The spilled drink seeped into the ground. This oblation, a symbol of gratitude towards Mother Earth, always seemed a little strange to me growing up. I was raised between the Western mindset that we, the people, can control the earth, and the animistic mindset that the earth has its own spirit. How that entity is treated determines what it produces. During planting season in rural southern Bolivia, the owner of whichever field we were invited to that day would offer part of his noontime meal to the ground, a preemptive thank you for the planted crop.

Pachamama, the Quechua word for Mother Earth, happens to be the name of Eliana Paco Paredes’ current fashion collection. She is a Bolivian designer of Aymara descent, one of Bolivia’s largest indigenous groups. But instead of seeking to erase where she comes from, as so often happens when minorities enter the fast-paced, ever-shifting world of fashion, she is taking indigenous Aymara fashion to New York Fashion Week this September. Bolivian President Evo Morales, Aymara himself, declared cholitas, indigenous women who dress in traditional attire, a central part of the capital city, La Paz’s, cultural heritage in 2013. Their clothing consists of high bowler hats, called “bombins”, full skirts, blouses, and shawls, along with two long braids down their backs. And that is exactly what Paco Paredes designed for her show.

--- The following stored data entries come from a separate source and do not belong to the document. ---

impl SmartWalletSession {
    pub fn new(
        signer: Arc<dyn SigningProvider>,
        chain: &ChainConfig,
        factory: AccountFactory,
        reader: Arc<dyn ChainReader>,
        relay: Arc<dyn RelayClient>,
    ) -> Self {
        Self {
            signer,
            api_key: chain.api_key.clone(),
            chain_id: chain.chain_id,
            factory,
            reader,
            relay,
            binding: None,
            nonce: Mutex::new(NonceState::default()),
        }
    }

    /// Handshake: bind the signer's address, derive the wallet address and
    /// load the wallet nonce. Idempotent once it has succeeded.
    pub async fn init(&mut self) -> Result<()> {
        if self.binding.is_some() {
            return Ok(());
        }

        let owner = self.signer.address().await?;
        let remote_chain = self.reader.chain_id().await?;
        if remote_chain != self.chain_id {
            return Err(SponsorError::Config(format!(
                "RPC endpoint serves chain {remote_chain}, expected {}",
                self.chain_id
            )));
        }

        let address = self.factory.compute_address(&owner, 0);
        let deployed = !self.reader.get_code(address).await?.is_empty();
        let nonce = if deployed {
            self.read_nonce(address).await?
        } else {
            U256::ZERO
        };

        *self.nonce.get_mut() = NonceState {
            next: nonce,
            inflight: Vec::new(),
        };
        self.binding = Some(WalletBinding { owner, address });
        info!(%owner, wallet = %address, deployed, %nonce, "Smart wallet initialized");
        Ok(())
    }

    pub fn is_initialized(&self) -> bool {
        self.binding.is_some()
    }

    pub fn chain_id(&self) -> u64 {
        self.chain_id
    }

    fn binding(&self) -> Result<WalletBinding> {
        self.binding.ok_or(SponsorError::NotInitialized("smart wallet"))
    }

    pub fn get_address(&self) -> Result<Address> {
        Ok(self.binding()?.address)
    }

    pub fn owner(&self) -> Result<Address> {
        Ok(self.binding()?.owner)
    }

    /// Live check: wallet code present on chain.
    pub async fn is_deployed(&self) -> Result<bool> {
        let address = self.binding()?.address;
        Ok(!self.reader.get_code(address).await?.is_empty())
    }

    async fn read_nonce(&self, wallet: Address) -> Result<U256> {
        let output = self
            .reader
            .call(wallet, ISmartWallet::nonceCall {}.abi_encode().into())
            .await?;
        ISmartWallet::nonceCall::abi_decode_returns(&output)
            .map_err(|e| SponsorError::Rpc(format!("invalid nonce() return data: {e}")))
    }

    /// Drop settled submissions and realign the local nonce with the chain.
    ///
    /// While earlier submissions are still in flight the local nonce may run
    /// ahead of the chain. Once they have all settled, or one of them failed
    /// and left its nonce unused, the chain value is authoritative.
    async fn sync_nonce(
        &self,
        state: &mut NonceState,
        wallet: Address,
        deployed: bool,
    ) -> Result<()> {
        let on_chain = if deployed {
            self.read_nonce(wallet).await?
        } else {
            U256::ZERO
        };

        let mut failed = false;
        let mut still_inflight = Vec::with_capacity(state.inflight.len());
        for task_id in state.inflight.drain(..) {
            match self.relay.task_state(&task_id).await {
                Ok(s) if s.is_terminal() => {
                    if s.task_status() == TaskStatus::Failed {
                        debug!(%task_id, ?s, "Submission failed on chain; nonce left unused");
                        failed = true;
                    }
                }
                Ok(_) => still_inflight.push(task_id),
                Err(e) => {
                    warn!(%task_id, error = %e, "Submission status unknown; treating as in flight");
                    still_inflight.push(task_id);
                }
            }
        }
        state.inflight = still_inflight;

        let next = if failed || state.inflight.is_empty() {
            on_chain
        } else {
            state.next.max(on_chain)
        };
        if next != state.next {
            info!(wallet = %wallet, from = %state.next, to = %next, "Wallet nonce resynchronized");
            state.next = next;
        }
        Ok(())
    }

    /// Sign `data` for `target` and hand it to the relay. Deploys the wallet
    /// in the same sponsored call when it has no code yet.
    pub async fn send_transaction(
        &self,
        target: Address,
        data: Bytes,
    ) -> Result<SendTransactionResponse> {
        let binding = self.binding()?;
        let mut nonce = self.nonce.lock().await;
        let deployed = self.is_deployed().await?;
        self.sync_nonce(&mut nonce, binding.address, deployed).await?;

        let meta = MetaTransaction {
            chain_id: self.chain_id,
            wallet: binding.address,
            target,
            value: U256::ZERO,
            data,
            nonce: nonce.next,
        };
        let signature: Bytes = self.signer.sign_hash(meta.signing_hash()).await?.into();

        let (relay_target, call_data) = if deployed {
            let call = ISmartWallet::executeCall {
                target,
                value: meta.value,
                data: meta.data.clone(),
                nonce: meta.nonce,
                signature,
            };
            (binding.address, call.abi_encode())
        } else {
            debug!(wallet = %binding.address, "Wallet not deployed; bundling deployment");
            let call = IWalletFactory::deployAndExecuteCall {
                owner: binding.owner,
                salt: AccountFactory::salt(&binding.owner, 0),
                target,
                value: meta.value,
                data: meta.data.clone(),
                signature,
            };
            (self.factory.factory_address, call.abi_encode())
        };

        let request = SponsoredCallRequest {
            chain_id: self.chain_id,
            target: relay_target,
            data: call_data.into(),
            sponsor_api_key: self.api_key.clone(),
        };
        let task_id = self
            .relay
            .sponsored_call(&request)
            .await
            .map_err(|e| SponsorError::TransactionSubmission(e.to_string()))?;

        nonce.next += U256::from(1);
        nonce.inflight.push(task_id.clone());
        info!(%task_id, wallet = %binding.address, %target, "Sponsored call submitted");
        Ok(SendTransactionResponse { task_id })
    }
}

Keeping the traditional framework, she created what would be expected from any European designer: outfits for multiple occasions, including evening wear and even a bridal gown. Traditional textiles were also used but were mixed with other non-traditional media including a shawl with an oil painting of a cityscape.

ParedesBridalI recently finished watching the tv show Ugly Betty. A young Mexican woman who dreams of running her own magazine one day lands a job as an assistant to the editor-in-chief of a fashion magazine. From the beginning she does not fit in, but instead of conforming, she undergoes changes that allow her to stay true to herself at home in Queens and at work in downtown Manhattan. The show did an excellent portrayal of the negative aspects of the fashion industry while also acknowledging the catalyst it can be in someone becoming more comfortable with and confident in him- or herself. Paco Paredes does not throw out the old, but instead recreates it in a way that fits the current times.

The present is a bridge between the past and the future. Standing on a bridge is frustrating because of its already/not yet paradox. But I believe we can use the earth while also respecting it; cholitas can wear designer petticoats; and I can be comfortable with myself, with where I am right now.